There is further evidence, look at the rapid innovation in software in the 1970s and 1980s. It was during these decades that the operating system, the Internet, the world wide web, all these emblems of modernity in 2010 were created, and all without the protection of software patents. It was at the end of this period that Bill Gates said “If people had understood how patents would be granted when most of today’s ideas were invented and had taken out patents, the industry would be at a complete standstill today”.
Gates was right, how fortunate for our industry that it was free from software patents during its formative years, yet how much further might we have progressed by now had we been free of software patents for the last two decades too? Quite a bit, I suspect.
Lawyers calling for broader patent protection remind me of arms dealers calling for more wars. Great for them, sure, but bad for innovation and everyone else.
If software patents did what their advocates claimed, people like me would be the first to champion them, since we’d be the beneficiaries. As someone on the front lines, I look forward to the day when I can innovate without having to worry about being dragged into the court room by a parasitic patent troll, or a competitor who can’t beat me in the marketplace.
Gene QuinnJanuary 6, 2010 09:13 am
I agree with you. The best we can realistically hope for is the situation not getting worse. I do think it is pretty clear that the Supremes will do something different, and likely substantially different. So it will either get much better or it will get much worse. Praying may not make it any better, but might make us feel better in the meantime!
Mark NowotarskiJanuary 6, 2010 09:03 am
Amen to your point about “potentially unborn industries”. Our economy is changing and patents need to change along with it.
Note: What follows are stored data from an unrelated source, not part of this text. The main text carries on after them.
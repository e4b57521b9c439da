#![allow(non_snake_case, non_upper_case_globals)]

//! A single concrete seekable byte stream type, backed either by a shared
//! in-memory buffer or by a byte range within a file on disk.
//!
//! The six archive readers in `crate::archive` are a closed set (§9's design
//! notes: "Prefer a tagged-variant dispatch... over trait-object dispatch when
//! the set is closed"); the same reasoning applies one level down to the
//! streams they hand out. A single enum keeps `Archive::resource()` returning
//! a concrete, `Read + Seek` type without paying for a `Box<dyn Trait>` on
//! every resource fetch, while `try_no_copy` is honored for real by the
//! `Memory` variant sharing its backing `Arc<[u8]>` instead of cloning it.

use std::fs::File;
use std::io::{self, Read, Seek, SeekFrom};
use std::path::{Path, PathBuf};
use std::sync::Arc;

use crate::error::CoreError;

#[derive(Clone, Debug)]
enum Repr
{
	Memory
	{
		data: Arc<[u8]>,
		start: u64,
		end: u64,
		pos: u64,
	},
	File
	{
		path: Arc<PathBuf>,
		start: u64,
		end: u64,
		pos: u64,
	},
}

/// A seekable view over either a `Vec<u8>` or a byte range of a file.
#[derive(Clone, Debug)]
pub struct ByteStream(Repr);

impl ByteStream
{
	/// Wrap an owned buffer as a whole-range stream.
	pub fn from_vec(data: Vec<u8>) -> Self
	{
		let len = data.len() as u64;
		return Self(Repr::Memory { data: Arc::from(data), start: 0, end: len, pos: 0 });
	}

	/// Share a subrange of an already-shared buffer without copying.
	pub fn from_shared(data: Arc<[u8]>, start: u64, end: u64) -> Self
	{
		return Self(Repr::Memory { data, start, end, pos: start });
	}

	/// A stream over `[start, end)` of the file at `path`, opened fresh so the
	/// returned stream owns an independent cursor (§5: concurrent `getResource`
	/// calls on the same archive must never interleave reads).
	pub fn from_file_range(path: impl Into<PathBuf>, start: u64, end: u64) -> Result<Self, CoreError>
	{
		return Ok(Self(Repr::File { path: Arc::new(path.into()), start, end, pos: start }));
	}

	/// Read the whole range eagerly, whatever the backing is. Used when a
	/// format needs the full resource in memory anyway (e.g. as deflate input).
	pub fn read_all(&mut self) -> Result<Vec<u8>, CoreError>
	{
		let len = self.len();
		let mut out = vec![0u8; len as usize];
		self.seek(SeekFrom::Start(0)).map_err(|e| self.ioErr(e))?;
		self.read_exact(&mut out).map_err(|e| self.ioErr(e))?;
		return Ok(out);
	}

	pub fn len(&self) -> u64
	{
		return match &self.0
		{
			Repr::Memory { start, end, .. } => end - start,
			Repr::File { start, end, .. } => end - start,
		};
	}

	pub fn pos(&self) -> u64
	{
		return match &self.0
		{
			Repr::Memory { start, pos, .. } => pos - start,
			Repr::File { start, pos, .. } => pos - start,
		};
	}

	pub fn eos(&self) -> bool
	{
		return self.pos() >= self.len();
	}

	/// A narrower view of this stream, offsets relative to its current range.
	pub fn sub_stream(&self, begin: u64, end: u64) -> Result<Self, CoreError>
	{
		if begin > end || end > self.len()
		{
			return Err(CoreError::out_of_range(self.path(), end, self.len()));
		}

		return Ok(match &self.0
		{
			Repr::Memory { data, start, .. } => Self(Repr::Memory
			{
				data: data.clone(),
				start: start + begin,
				end: start + end,
				pos: start + begin,
			}),
			Repr::File { path, start, .. } => Self(Repr::File
			{
				path: path.clone(),
				start: start + begin,
				end: start + end,
				pos: start + begin,
			}),
		});
	}

	pub fn path(&self) -> PathBuf
	{
		return match &self.0
		{
			Repr::Memory { .. } => PathBuf::from("<memory>"),
			Repr::File { path, .. } => path.as_ref().clone(),
		};
	}

	fn ioErr(&self, source: io::Error) -> CoreError
	{
		return CoreError::io(self.path(), source);
	}
}

impl Read for ByteStream
{
	fn read(&mut self, buf: &mut [u8]) -> io::Result<usize>
	{
		match &mut self.0
		{
			Repr::Memory { data, end, pos, .. } =>
			{
				let available = (*end - *pos) as usize;
				let amount = buf.len().min(available);
				let from = *pos as usize;
				buf[..amount].copy_from_slice(&data[from..from + amount]);
				*pos += amount as u64;
				return Ok(amount);
			},
			Repr::File { path, end, pos, .. } =>
			{
				let mut file = File::open(path.as_ref())?;
				file.seek(SeekFrom::Start(*pos))?;
				let available = (*end - *pos) as usize;
				let amount = buf.len().min(available);
				file.read_exact(&mut buf[..amount])?;
				*pos += amount as u64;
				return Ok(amount);
			},
		}
	}
}

impl Seek for ByteStream
{
	fn seek(&mut self, seekFrom: SeekFrom) -> io::Result<u64>
	{
		let (start, end, curPos) = match &self.0
		{
			Repr::Memory { start, end, pos, .. } => (*start, *end, *pos),
			Repr::File { start, end, pos, .. } => (*start, *end, *pos),
		};

		let newPos = match seekFrom
		{
			SeekFrom::Start(offset) => start as i64 + offset as i64,
			SeekFrom::End(offset) => end as i64 + offset,
			SeekFrom::Current(offset) => curPos as i64 + offset,
		};

		if newPos < start as i64
		{
			return Err(io::Error::new(io::ErrorKind::InvalidInput, "seek before start of stream"));
		}

		let newPos = newPos as u64;
		match &mut self.0
		{
			Repr::Memory { pos, .. } => *pos = newPos,
			Repr::File { pos, .. } => *pos = newPos,
		};

		return Ok(newPos - start);
	}
}

/// Read the entirety of a plain filesystem path into a [`ByteStream`].
pub fn open_file(path: impl AsRef<Path>) -> Result<ByteStream, CoreError>
{
	let path = path.as_ref();
	let metadata = std::fs::metadata(path).map_err(|e| CoreError::io(path, e))?;
	return ByteStream::from_file_range(path, 0, metadata.len());
}

#[cfg(test)]
mod tests
{
	use super::*;
	use byteorder::{LittleEndian, ReadBytesExt};

	#[test]
	fn subStreamSharesMemoryWithoutCopying()
	{
		let mut stream = ByteStream::from_vec(vec![1, 2, 3, 4, 5, 6, 7, 8]);
		let mut sub = stream.sub_stream(2, 6).unwrap();

		assert_eq!(4, sub.len());
		assert_eq!(3, sub.read_u8().unwrap());
		assert_eq!(4, sub.read_u8().unwrap());

		// the parent stream's own cursor is untouched
		assert_eq!(0, stream.pos());
		assert_eq!(1, stream.read_u8().unwrap());
	}

	#[test]
	fn seekFromEndAndCurrentWork()
	{
		let mut stream = ByteStream::from_vec(vec![0xAA, 0xBB, 0xCC, 0xDD]);
		stream.seek(SeekFrom::End(-2)).unwrap();
		assert_eq!(0xCC, stream.read_u8().unwrap());

		stream.seek(SeekFrom::Current(-1)).unwrap();
		let value = stream.read_u16::<LittleEndian>().unwrap();
		assert_eq!(0xDDCC, value);
		assert!(stream.eos());
	}
}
EGJanuary 6, 2010 07:52 am
Asking for SCOTUS to rule “reasonably” in Bilski and not create “collateral damage” on patenting software/computer programs may truly be a “wish and a prayer.” Like my patent attorney brother, I’ve got no confidence that SCOTUS does anything right in the patent area. As you correctly point out, KSR International has created significant “collateral damage” in determining obviousness under 35 USC 103. And SCOTUS has shown in Gottshalk v. Benson and Parker v. Flook they’re clueless about the “collateral damage” they’ve created in trying to patent software/computer programs. We can only hope they’ll do a Diamond v. Diehr and not make the situation for patenting software/computer programs worse.